All nursing requires adherence to detail, long shifts and physical demands, but work in the operating room is especially unforgiving. OR nurses have to be able to move quickly, communicate quickly and accurately and make on-the-fly decisions that are best for the patient.

While some nurses may thrive on the adrenaline of the operating room, dealing with this type of stress long-term can lead to burnout for professionals that don’t have strong coping mechanisms.

[RELATED: 10 Tips for Working in a Hostile Nurse Work Environment]

4. Shift Work and Missed Relief

Like all other RNs, operating room nurses typically work in shifts. Depending on the policies of the particular facility, OR nurses may not get relief as regularly as it’s scheduled. 

Some supervising nurses may expect operating room RNs to see cases through to a certain point, emergencies may delay relief or scheduling snafus may lead to overtime.

State laws and administrative rules come into play with shift requirements, and OR nurses also have to stay up-to-date about those rules. Unions may also require nurses to report relief failures, especially in states with mandatory overtime laws.

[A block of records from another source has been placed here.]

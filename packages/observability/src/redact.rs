//! Redaction of credential-bearing log fields.

use serde_json::Value;
use std::collections::HashMap;

/// Replacement written in place of a sensitive value.
pub const REDACTED: &str = "[redacted]";

const DENYLIST_KEYS: [&str; 8] = [
    "token",
    "access_token",
    "refresh_token",
    "authorization",
    "cookie",
    "password",
    "secret",
    "credentials",
];

/// Returns true if a field name looks like it carries a credential.
///
/// Matching is case-insensitive and substring-based, so `new_password`
/// and `Authorization` are both caught.
pub fn is_sensitive_key(key: &str) -> bool {
    let lower = key.to_ascii_lowercase();
    DENYLIST_KEYS.iter().any(|entry| lower.contains(entry))
}

/// Redact sensitive fields in place.
pub(crate) fn redact_fields(fields: &mut HashMap<String, Value>) {
    for (key, value) in fields.iter_mut() {
        if is_sensitive_key(key) {
            *value = Value::String(REDACTED.to_string());
        }
    }
}

/// Masks bearer credentials embedded in free-form text.
pub(crate) fn redact_message(message: &str) -> String {
    let mut out = String::with_capacity(message.len());
    let mut rest = message;
    while let Some(idx) = rest.find("Bearer ") {
        let (head, tail) = rest.split_at(idx + "Bearer ".len());
        out.push_str(head);
        out.push_str(REDACTED);
        let end = tail
            .find(|c: char| c.is_whitespace() || c == '"' || c == ',')
            .unwrap_or(tail.len());
        rest = &tail[end..];
    }
    out.push_str(rest);
    out
}
//! Monetary amounts.

use crate::format::format_amount;
use serde::{de, Deserialize, Deserializer, Serialize};
use std::fmt;

/// A monetary amount.
///
/// The backend stores amounts as decimals, which arrive either as JSON
/// numbers or as numeric strings. Both are accepted; amounts are always
/// sent as numbers.
#[derive(Debug, Clone, Copy, PartialEq, PartialOrd, Default, Serialize)]
#[serde(transparent)]
pub struct Amount(pub f64);

impl Amount {
    pub fn value(self) -> f64 {
        self.0
    }
}

impl From<f64> for Amount {
    fn from(value: f64) -> Self {
        Self(value)
    }
}

impl fmt::Display for Amount {
    fn fmt(&self, f: &mut fmt::Formatter<'_>) -> fmt::Result {
        f.pad(&format_amount(self.0))
    }
}

impl<'de> Deserialize<'de> for Amount {
    fn deserialize<D: Deserializer<'de>>(deserializer: D) -> Result<Self, D::Error> {
        #[derive(Deserialize)]
        #[serde(untagged)]
        enum Raw {
            Number(f64),
            Text(String),
        }

        match Raw::deserialize(deserializer)? {
            Raw::Number(value) => Ok(Amount(value)),
            Raw::Text(text) => text
                .trim()
                .parse::<f64>()
                .map(Amount)
                .map_err(|_| de::Error::custom(format!("invalid amount: {text:?}"))),
        }
    }
}
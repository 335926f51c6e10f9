//! Storage backend seam.

use crate::StorageResult;

/// Durable string key/value store holding the session tokens.
///
/// Implementations must be safe to share between the request pipeline and
/// whatever front end owns the client.
pub trait SecureStorage: Send + Sync {
    fn set(&self, key: &str, value: &str) -> StorageResult<()>;

    fn get(&self, key: &str) -> StorageResult<Option<String>>;

    /// Returns whether the key was present.
    fn delete(&self, key: &str) -> StorageResult<bool>;

    /// Store several entries as one update. Backends that can should make
    /// it all-or-nothing; the default writes them one by one.
    fn set_many(&self, entries: &[(&str, &str)]) -> StorageResult<()> {
        for (key, value) in entries {
            self.set(key, value)?;
        }
        Ok(())
    }

    fn has(&self, key: &str) -> StorageResult<bool> {
        Ok(self.get(key)?.is_some())
    }
}
//! Core error types.

use thiserror::Error;

/// Errors raised while locating, reading or validating client configuration.
#[derive(Error, Debug)]
pub enum CoreError {
    /// The configuration parsed but is unusable, e.g. a non-base API URL.
    #[error("Configuration error: {0}")]
    Config(String),

    #[error("IO error: {0}")]
    Io(#[from] std::io::Error),

    #[error("Invalid API URL: {0}")]
    InvalidUrl(#[from] url::ParseError),

    /// `config.json` is not valid JSON for [`crate::Config`].
    #[error("Config file error: {0}")]
    Json(#[from] serde_json::Error),

    /// No home directory to put `~/.wallet` under.
    #[error("Path error: {0}")]
    Path(String),
}

/// Result type alias using CoreError.
pub type CoreResult<T> = Result<T, CoreError>;
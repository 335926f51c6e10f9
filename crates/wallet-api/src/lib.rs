//! Typed access to the wallet backend's resources.
//!
//! Every call goes through [`wallet_auth::ApiClient`], so bearer tokens,
//! refresh and error notifications apply uniformly.

mod amount;
mod analytics;
mod cache;
mod collection;
mod format;
mod references;
mod snapshots;
mod transactions;


pub use amount::Amount;
pub use analytics::{
    AnalyticsApi, AnalyticsParams, BalanceByStorageAccount, BalanceByStorageEntry, BudgetParams,
    CurrencyAmounts, ExpenseTemplate, ExpenseTemplateItem, ExpenseVsBudgetItem, GroupBy,
    IncomeBySourceEntry, SummaryEntry,
};
pub use cache::ReferenceCache;
pub use collection::Collection;
pub use format::{format_amount, format_period};
pub use references::{
    Currency, CurrencyInput, ExpenseCategory, ExpenseCategoryInput, IncomeSource, NameInput,
    References, StorageAccount, StorageAccountInput, StorageLocation,
};
pub use snapshots::{
    BalanceSnapshot, BalanceSnapshotCreate, BalanceSnapshotUpdate, BalanceSnapshotsApi,
    SnapshotFilters,
};
pub use transactions::{
    Transaction, TransactionCreate, TransactionFilters, TransactionType, TransactionUpdate,
    TransactionsApi,
};

use wallet_auth::ApiClient;

/// All resource wrappers over one shared client.
#[derive(Clone)]
pub struct WalletApi {
    pub transactions: TransactionsApi,
    pub references: References,
    pub snapshots: BalanceSnapshotsApi,
    pub analytics: AnalyticsApi,
}

impl WalletApi {
    pub fn new(client: ApiClient) -> Self {
        Self {
            transactions: TransactionsApi::new(client.clone()),
            references: References::new(client.clone()),
            snapshots: BalanceSnapshotsApi::new(client.clone()),
            analytics: AnalyticsApi::new(client),
        }
    }

    /// A fresh, unloaded cache over the reference collections.
    pub fn reference_cache(&self) -> ReferenceCache {
        ReferenceCache::new(self.references.clone())
    }
}
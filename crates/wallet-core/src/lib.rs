//! Core configuration, paths, and logging bootstrap for the wallet client.

mod config;
mod error;
mod logging;
mod paths;

pub use config::{Config, DEFAULT_API_URL, DEFAULT_LOG_LEVEL};
pub use error::{CoreError, CoreResult};
pub use logging::{init_logging, parse_level};
pub use paths::Paths;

5. A Constant Push for Efficiency

A final disadvantage of work as an operating room nurse is the need to keep pace. Nurses and other OR staff may only have 10 minutes to clean the room between procedures, for example. 

Facilities may try to leverage efficiencies in OR spaces to boost revenues, which means performing more procedures in the same space.

“Other staff may try to bring patients to the OR before you’re ready,” says Emerson. “People might still be cleaning, or you might not even be back to the room yet, and someone is ready to go with a procedure.”

For many OR nurses, the benefits outweigh the disadvantages. And if you do decide OR nursing is no longer the right choice for you, your experience and skills make it easy to find a different type of nursing job.